In the last week, I’ve been awash in reports, some in the press, some from friends, of private equity investors leaning on the companies in which they have stakes to reprice those stakes– to give the investors more. The arguments from one case to the next are idiosyncratically different in their details, but they all have the same general thrust: “we made our investments expecting more growth than it now seems likely the company will achieve, so you (the company) should give us a bigger stake.”
Some of the take-back requests are coated in offers of interim financing, aggressively (read “punitively”) priced to accomplish the take-back. Others are more naked: “Just give me…”
As strikingly, these “requests” are made in a totally unapologetic way, with the confident brio that entitlement engenders– and often with the veiled (sometimes unveiled) threat that an unhappy investor will at best be unhelpful to the company in the future; at worst, an antagonist in court.
Importantly, in the cases of which I’m aware, the issue is in no way misrepresentation. The companies had plans on which the investors, after due diligence, invested; the plans were followed… and like essentially all plans, worked in some ways and not in others. The issue that called the question wasn’t any of that; it was the sudden dramatic downturn in the economy: credit is tight; anxiety is high; spending has dropped like a rock… a situation triggered– and to some extent at least, abetted, if not indeed caused– by the excesses of the very financial firms now doing the demanding.
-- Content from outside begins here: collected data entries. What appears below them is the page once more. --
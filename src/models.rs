//! Core data models used throughout reg-census.
//!
//! These types represent the agency references, count results, and persisted
//! metrics rows that flow through the ingestion and aggregation pipeline.

use serde::de::Deserializer;
use serde::{Deserialize, Serialize};

/// One agency's claim to a subtree of the regulatory corpus.
///
/// `title` names the document; `chapter` and `part` optionally narrow the
/// claim to a subdivision. Additional keys in the upstream feed (subtitle,
/// subchapter, ...) are ignored — navigation is title → chapter → part.
#[derive(Debug, Clone, PartialEq, Eq, Serialize, Deserialize)]
pub struct CfrReference {
    pub title: u32,
    #[serde(default, deserialize_with = "de_identifier")]
    pub chapter: Option<String>,
    #[serde(default, deserialize_with = "de_identifier")]
    pub part: Option<String>,
}

/// The upstream feed encodes subdivision identifiers inconsistently: chapters
/// are roman-numeral strings, parts may be bare numbers. Navigation compares
/// identifiers as strings, so both forms normalize to `String` here.
fn de_identifier<'de, D>(deserializer: D) -> Result<Option<String>, D::Error>
where
    D: Deserializer<'de>,
{
    let value = Option::<serde_json::Value>::deserialize(deserializer)?;
    Ok(match value {
        Some(serde_json::Value::String(s)) => Some(s),
        Some(serde_json::Value::Number(n)) => Some(n.to_string()),
        _ => None,
    })
}

/// Section and word totals for one located subtree.
///
/// Deterministic for a given (document content, reference) pair, which is
/// what licenses caching these on disk.
#[derive(Debug, Clone, Copy, PartialEq, Eq, Default, Serialize, Deserialize)]
pub struct CountResult {
    pub section_count: u64,
    pub word_count: u64,
}

impl CountResult {
    pub fn add(&mut self, other: CountResult) {
        self.section_count += other.section_count;
        self.word_count += other.word_count;
    }
}

/// One persisted metrics row, keyed by agency name.
#[derive(Debug, Clone, Serialize)]
pub struct AgencyMetrics {
    pub name: String,
    pub scope: serde_json::Value,
    pub section_count: i64,
    pub word_count: i64,
    pub updated_at: i64,
}

#[cfg(test)]
mod tests {
    use super::*;

    #[test]
    fn reference_accepts_numeric_and_string_identifiers() {
        let r: CfrReference =
            serde_json::from_str(r#"{"title": 2, "chapter": "XXX", "part": 3000}"#).unwrap();
        assert_eq!(r.title, 2);
        assert_eq!(r.chapter.as_deref(), Some("XXX"));
        assert_eq!(r.part.as_deref(), Some("3000"));
    }

    #[test]
    fn reference_ignores_unknown_levels() {
        let r: CfrReference = serde_json::from_str(r#"{"title": 7, "subtitle": "A"}"#).unwrap();
        assert_eq!(r.title, 7);
        assert_eq!(r.chapter, None);
        assert_eq!(r.part, None);
    }
}
//! In-memory structural tree for title XML, parsed via `quick-xml` events.
//!
//! A [`StructuralNode`] mirrors the markup's shape: character data before a
//! node's first child element is the node's `text`; character data following
//! a child element is that child's `tail`. Word counting depends on both.
//!
//! Parsing drives an explicit stack rather than recursion, so arbitrarily
//! deep markup cannot overflow the call stack here.

use anyhow::{bail, Context, Result};
use quick_xml::events::{BytesStart, Event};
use quick_xml::Reader;

/// One element of a title's structural hierarchy.
#[derive(Debug, Clone, Default)]
pub struct StructuralNode {
    pub tag: String,
    /// The `N` attribute: the subdivision identifier ("1", "III", "425").
    pub ident: Option<String>,
    pub text: String,
    pub tail: String,
    pub children: Vec<StructuralNode>,
}

/// Parse a title's XML into its root [`StructuralNode`].
///
/// Malformed markup is an error; the orchestrator treats it as zero counts
/// for the document rather than aborting the run.
pub fn parse_document(xml: &[u8]) -> Result<StructuralNode> {
    let mut reader = Reader::from_reader(xml);
    let mut buf = Vec::new();
    let mut stack: Vec<StructuralNode> = Vec::new();
    let mut root: Option<StructuralNode> = None;

    loop {
        match reader.read_event_into(&mut buf) {
            Ok(Event::Start(e)) => {
                stack.push(node_from_start(&e));
            }
            Ok(Event::Empty(e)) => {
                let node = node_from_start(&e);
                attach(&mut stack, &mut root, node)?;
            }
            Ok(Event::Text(t)) => {
                let text = t
                    .unescape()
                    .with_context(|| "Failed to decode character data")?;
                append_text(&mut stack, &text);
            }
            Ok(Event::CData(c)) => {
                let text = String::from_utf8_lossy(&c).into_owned();
                append_text(&mut stack, &text);
            }
            Ok(Event::End(_)) => {
                let node = stack.pop().context("Unbalanced closing tag")?;
                attach(&mut stack, &mut root, node)?;
            }
            Ok(Event::Eof) => break,
            Err(e) => bail!("Malformed document markup: {}", e),
            _ => {}
        }
        buf.clear();
    }

    if !stack.is_empty() {
        bail!("Document ended with {} unclosed elements", stack.len());
    }
    root.context("Document has no root element")
}

fn node_from_start(e: &BytesStart) -> StructuralNode {
    let tag = String::from_utf8_lossy(e.local_name().as_ref()).into_owned();
    let mut ident = None;
    for attr in e.attributes().flatten() {
        if attr.key.as_ref() == b"N" {
            ident = attr.unescape_value().ok().map(|v| v.into_owned());
        }
    }
    StructuralNode {
        tag,
        ident,
        ..Default::default()
    }
}

fn attach(
    stack: &mut [StructuralNode],
    root: &mut Option<StructuralNode>,
    node: StructuralNode,
) -> Result<()> {
    if let Some(parent) = stack.last_mut() {
        parent.children.push(node);
    } else if root.is_none() {
        *root = Some(node);
    } else {
        bail!("Document has more than one root element");
    }
    Ok(())
}

fn append_text(stack: &mut [StructuralNode], text: &str) {
    // Character data outside the root element is dropped.
    if let Some(current) = stack.last_mut() {
        if let Some(last_child) = current.children.last_mut() {
            last_child.tail.push_str(text);
        } else {
            current.text.push_str(text);
        }
    }
}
I’ve been around long enough to have gone through several busts; I’ve learned that many (if not most) investors understand opportunism to be not just their right, but their obligation. (And indeed, I’ve seen some forms of opportunism contribute powerfully to turn-arounds.) But I’ve never seen opportunism practiced in such a rapacious way as these recent days– nor, I’d suggest, so desperately nor short-sightedly selfishly.
To a person, every one of the entrepreneurs I know who’s been approached in this way is some combination of offended and angry. They get it that the economy is troubled; they understand that current financings might be at valuations down from prior rounds. But they don’t– can’t– understand the rationale for revaluing those earlier investments. There was certainly no prospect that, if the economy hadn’t tanked and the companies had over-achieved their plans, the investors would have offered stock back… It’s a situation all too resonant with the first version of the Paulson Bail-out Plan: privatize the upside; socialize the risk.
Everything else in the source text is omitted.